The 2007 National Health Interview Survey (NHIS) reported that almost forty percent of adults in the United States had used some form of CAM therapy in the previous twelve months. It is known that tobacco cessation BIs, such as querying patients about tobacco use and urging patients to quit, can increase quit rates amongst current smokers.

The researchers note that key questions remain regarding the role of CAM use in fostering sustaining behaviour change around tobacco use and other health related behaviours. For example, very little is known about the behaviours of CAM practitioners in regards to promoting healthy behaviour and if/how patients make use of CAM practitioners to support positive behaviour change.

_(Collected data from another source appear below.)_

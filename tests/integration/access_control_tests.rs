//! Access control integration tests
//!
//! Reload, provider switch and the scoped role life cycle against the
//! in-memory management model.

#[cfg(test)]
mod tests {
    use crate::common::fixtures::authorization;
    use crate::common::{ManagementModel, answering, console, domain_model, drain, standalone_model};
    use crate::{assert_err, assert_ok};
    use hal_console::{
        AccessControlProvider, ConsoleError, ConsoleEvent, Level, OperationMode, PrincipalType,
        RoleType,
    };
    use serde_json::{Map, Value, json};
    use std::sync::Arc;

    fn payload(base_role: &str, groups: &[&str]) -> Map<String, Value> {
        let mut payload = Map::new();
        payload.insert("base-role".to_string(), json!(base_role));
        payload.insert("server-groups".to_string(), json!(groups));
        payload
    }

    #[tokio::test]
    async fn test_domain_reload() {
        let model = Arc::new(domain_model());
        let console = console(OperationMode::Domain, &model, answering(true));
        assert_ok!(console.start().await);

        let access_control = console.access_control();
        assert_eq!(access_control.roles().len(), 9);
        assert_eq!(access_control.roles().scoped_roles().count(), 2);
        // $local is never shown
        assert_eq!(access_control.principals().len(), 3);
        assert_eq!(access_control.assignments().len(), 4);
        assert_eq!(access_control.assignments().excludes().count(), 1);

        let monitor = access_control.roles().by_name("Monitor").cloned().unwrap();
        assert!(monitor.is_include_all());
        let scoped = access_control.roles().by_name("master-monitor").cloned().unwrap();
        assert_eq!(scoped.base_role(), Some("Monitor"));
        assert!(scoped.scope().contains("master"));

        let environment = console.environment();
        assert_eq!(
            environment.access_control_provider(),
            AccessControlProvider::Rbac
        );
        assert!(environment.user().has_role("SuperUser"));
        assert!(environment.user().has_role("master-monitor"));
        assert!(access_control.is_super_user_or_administrator());
    }

    #[tokio::test]
    async fn test_standalone_reload_skips_scoped_roles() {
        let model = Arc::new(standalone_model());
        let console = console(OperationMode::Standalone, &model, answering(true));
        assert_ok!(console.start().await);

        assert_eq!(console.access_control().roles().len(), 7);
        assert_eq!(console.access_control().roles().scoped_roles().count(), 0);
        assert!(console.topology().topology().is_empty());
        assert!(!model.operation_names().iter().any(|name| name == "read-children-names"));
    }

    #[tokio::test]
    async fn test_switch_provider() {
        let model = Arc::new(standalone_model());
        let console = console(OperationMode::Standalone, &model, answering(true));
        assert_ok!(console.start().await);
        let mut events = console.events().subscribe();

        let switched = assert_ok!(console.switch_provider().await);

        assert_eq!(switched, Some(AccessControlProvider::Simple));
        assert_eq!(
            model.attribute(&authorization(""), "provider"),
            Some(json!("simple"))
        );
        let events = drain(&mut events);
        assert_eq!(events.len(), 1);
        assert_eq!(events[0].message().map(|m| m.level), Some(Level::Success));
        // the registries are only refreshed by the next reload
        assert_eq!(console.access_control().roles().len(), 7);
    }

    #[tokio::test]
    async fn test_scoped_role_life_cycle() {
        let model = Arc::new(domain_model());
        let console = console(OperationMode::Domain, &model, answering(true));
        assert_ok!(console.start().await);
        let mut events = console.events().subscribe();

        assert_ok!(
            console
                .tasks()
                .add_scoped_role(
                    RoleType::ServerGroup,
                    "other-deployer",
                    payload("Deployer", &["other-server-group"]),
                    true,
                )
                .await
        );

        assert!(model.exists(&authorization("server-group-scoped-role=other-deployer")));
        assert_eq!(
            model.attribute(&authorization("role-mapping=other-deployer"), "include-all"),
            Some(json!(true))
        );
        let role = console
            .access_control()
            .roles()
            .by_name("other-deployer")
            .cloned()
            .unwrap();
        assert!(role.is_include_all());
        let published = drain(&mut events);
        assert_eq!(published.len(), 2);
        assert_eq!(published[1], ConsoleEvent::RolesChanged);

        assert_ok!(
            console
                .tasks()
                .add_principal(PrincipalType::User, "jane", None, std::slice::from_ref(&role), &[])
                .await
        );
        assert!(model.exists(&authorization("role-mapping=other-deployer/include=user-jane")));
        assert_eq!(console.access_control().principals().len(), 4);

        assert!(assert_ok!(console.remove_scoped_role(&role).await));

        assert!(!model.exists(&authorization("server-group-scoped-role=other-deployer")));
        assert!(!model.exists(&authorization("role-mapping=other-deployer")));
        assert!(console.access_control().roles().by_name("other-deployer").is_none());
        // jane only existed through the removed assignment
        assert_eq!(console.access_control().principals().len(), 3);
    }

    #[tokio::test]
    async fn test_declined_removal_sends_nothing() {
        let model = Arc::new(domain_model());
        let console = console(OperationMode::Domain, &model, answering(false));
        assert_ok!(console.start().await);
        model.clear_requests();

        let role = console
            .access_control()
            .roles()
            .by_name("master-monitor")
            .cloned()
            .unwrap();
        assert!(!assert_ok!(console.remove_scoped_role(&role).await));

        assert!(model.requests().is_empty());
        assert!(model.exists(&authorization("host-scoped-role=master-monitor")));
    }

    #[tokio::test]
    async fn test_failed_removal_reports_one_error() {
        let model = Arc::new(domain_model());
        let console = console(OperationMode::Domain, &model, answering(true));
        assert_ok!(console.start().await);
        let generation = console.access_control().snapshot().generation();

        // known to the registries, but removed behind the console's back
        model.remove(&authorization("role-mapping=master-monitor"));
        model.remove(&authorization("host-scoped-role=master-monitor"));
        let mut events = console.events().subscribe();
        let role = console
            .access_control()
            .roles()
            .by_name("master-monitor")
            .cloned()
            .unwrap();

        let error = assert_err!(console.remove_scoped_role(&role).await);

        assert!(matches!(error, ConsoleError::Operation(_)));
        let events = drain(&mut events);
        assert_eq!(events.len(), 1);
        let message = events[0].message().unwrap();
        assert_eq!(message.level, Level::Error);
        assert!(message.details.as_deref().unwrap_or_default().contains("WFLYCTL0216"));
        assert_eq!(console.access_control().snapshot().generation(), generation);
    }

    #[tokio::test]
    async fn test_reload_failure_keeps_registries() {
        let model = Arc::new(ManagementModel::new());
        let console = console(OperationMode::Standalone, &model, answering(true));

        let error = assert_err!(console.access_control().reload().await);

        assert!(error.is_operation_failure());
        assert!(console.access_control().roles().is_empty());
    }
}
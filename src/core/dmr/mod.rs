//! Management model primitives
//!
//! Addresses, operations and results exchanged with the management API.
//! Payloads are plain `serde_json::Value` nodes; [`ModelNodeExt`] adds the
//! accessors the console needs on top of them.

pub mod address;
pub mod constants;
pub mod model;
pub mod operation;
pub mod result;

pub use address::ResourceAddress;
pub use model::ModelNodeExt;
pub use operation::{Composite, Operation, OperationBuilder};
pub use result::{CompositeResult, OperationResult, Outcome};
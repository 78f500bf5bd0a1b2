//! Topology integration tests
//!
//! Reading a domain, rendering its status markers and keeping the selection
//! across refreshes.

#[cfg(test)]
mod tests {
    use crate::common::{answering, console, domain_model};
    use crate::{assert_err, assert_ok};
    use hal_console::core::topology::status::{INACTIVE, OK, WARNING};
    use hal_console::core::topology::view::{DOMAIN_CONTROLLER, SELECTED};
    use hal_console::core::topology::{Selector, ServerStatus};
    use hal_console::{ConsoleError, OperationMode, Server};
    use serde_json::json;
    use std::sync::Arc;

    #[tokio::test]
    async fn test_domain_topology() {
        let model = Arc::new(domain_model());
        let console = console(OperationMode::Domain, &model, answering(true));
        assert_ok!(console.start().await);

        let topology = console.topology().topology();
        let hosts: Vec<&str> = topology.hosts.iter().map(|host| host.name()).collect();
        assert_eq!(hosts, vec!["master", "slave"]);
        let groups: Vec<&str> = topology.server_groups.iter().map(|g| g.name()).collect();
        assert_eq!(groups, vec!["main-server-group", "other-server-group"]);

        let main = topology.server_group("main-server-group").unwrap();
        assert_eq!(main.profile(), Some("full"));
        assert_eq!(main.servers().len(), 2);

        let one = topology.server(&Server::id_of("master", "server-one")).unwrap();
        assert_eq!(ServerStatus::settled(one), ServerStatus::NeedsReload);
        let three = topology.server(&Server::id_of("slave", "server-three")).unwrap();
        assert_eq!(ServerStatus::settled(three), ServerStatus::Running);

        let view = console.topology().view();
        assert!(view.is_visible());
        let master = view.lookup(&Selector::Host("master".to_string())).unwrap();
        assert!(master.has_class(DOMAIN_CONTROLLER));
        let marker = |host: &str, server: &str, class: &str| {
            view.lookup(&Selector::Server(Server::id_of(host, server)))
                .is_some_and(|element| element.has_class(class))
        };
        assert!(marker("master", "server-one", WARNING));
        assert!(marker("master", "server-two", INACTIVE));
        assert!(marker("slave", "server-three", OK));
    }

    #[tokio::test]
    async fn test_selection_survives_refresh() {
        let model = Arc::new(domain_model());
        let console = console(OperationMode::Domain, &model, answering(true));
        assert_ok!(console.start().await);
        let preview = console.topology();
        let id = Server::id_of("slave", "server-three");
        assert!(preview.select_server(&id));

        model.insert(
            "/host=slave/server-config=server-four",
            json!({"group": "other-server-group", "status": "STOPPED"}),
        );
        assert_ok!(preview.update().await);

        assert_eq!(preview.selection(), Some(Selector::Server(id.clone())));
        let view = preview.view();
        assert!(view.lookup(&Selector::Server(id)).unwrap().has_class(SELECTED));
        assert!(
            view.lookup(&Selector::Server(Server::id_of("slave", "server-four")))
                .is_some()
        );
    }

    #[tokio::test]
    async fn test_selection_of_removed_server_is_dropped() {
        let model = Arc::new(domain_model());
        let console = console(OperationMode::Domain, &model, answering(true));
        assert_ok!(console.start().await);
        let preview = console.topology();
        assert!(preview.select_server(&Server::id_of("master", "server-two")));

        model.remove("/host=master/server-config=server-two");
        assert_ok!(preview.update().await);

        assert_eq!(preview.selection(), None);
        assert!(preview.topology().server(&Server::id_of("master", "server-two")).is_none());
    }

    #[tokio::test]
    async fn test_failed_update_keeps_table() {
        let model = Arc::new(domain_model());
        let console = console(OperationMode::Domain, &model, answering(true));
        assert_ok!(console.start().await);
        let before = console.topology().view();

        // without the root every read fails
        model.remove("/");

        let error = assert_err!(console.topology().update().await);
        assert!(matches!(error, ConsoleError::Operation(_)));
        let after = console.topology().view();
        assert_eq!(after.table(), before.table());
        assert_eq!(console.topology().topology().hosts.len(), 2);
    }
}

“CAM practitioners potentially represent a large, untapped community resource for promoting tobacco cessation and use of effective cessation aids. Existing BI training is not well suited for CAM practitioners’ background and practice patterns, because it assumes a conventional biomedical foundation of knowledge and philosophical approaches to health, healing and the patient-practitioner relationship.”

“There is a pressing need to develop and test the effectiveness of Brief Intervention training that is both grounded in Public Health Service Guidelines for tobacco dependence treatment and also relevant and appropriate for CAM practitioners.”

The sample will encompass ninety practitioners, made up of acupuncturists, chiropractors and massage therapists working in the wider metropolitan area of Tucson, Arizona {thirty of each}. The study will also include samples of patients from each practitioner.

Primary outcomes measured during the study will include; rates of screening and delivery of BIs to tobacco users by CAM practitioners; the implementation of office system changes by practitioners and the CAM practitioner recommendations for PHS guideline-based tobacco cessation treatments to tobacco users. Secondary outcomes that will be measured, relating to tobacco-using patients include; the patients self-reported readiness to quit; quit attempts; the use of PHS guideline-based cessation treatments and resulting tobacco abstinence as measured by seven day point prevalence abstinence and prolonged abstinence.

“Results from the CAMR study will contribute to a better understanding of the role CAM practitioners can play in public health and the possibility of forming collaborative communities of practices around health behaviour change such as tobacco cessation.”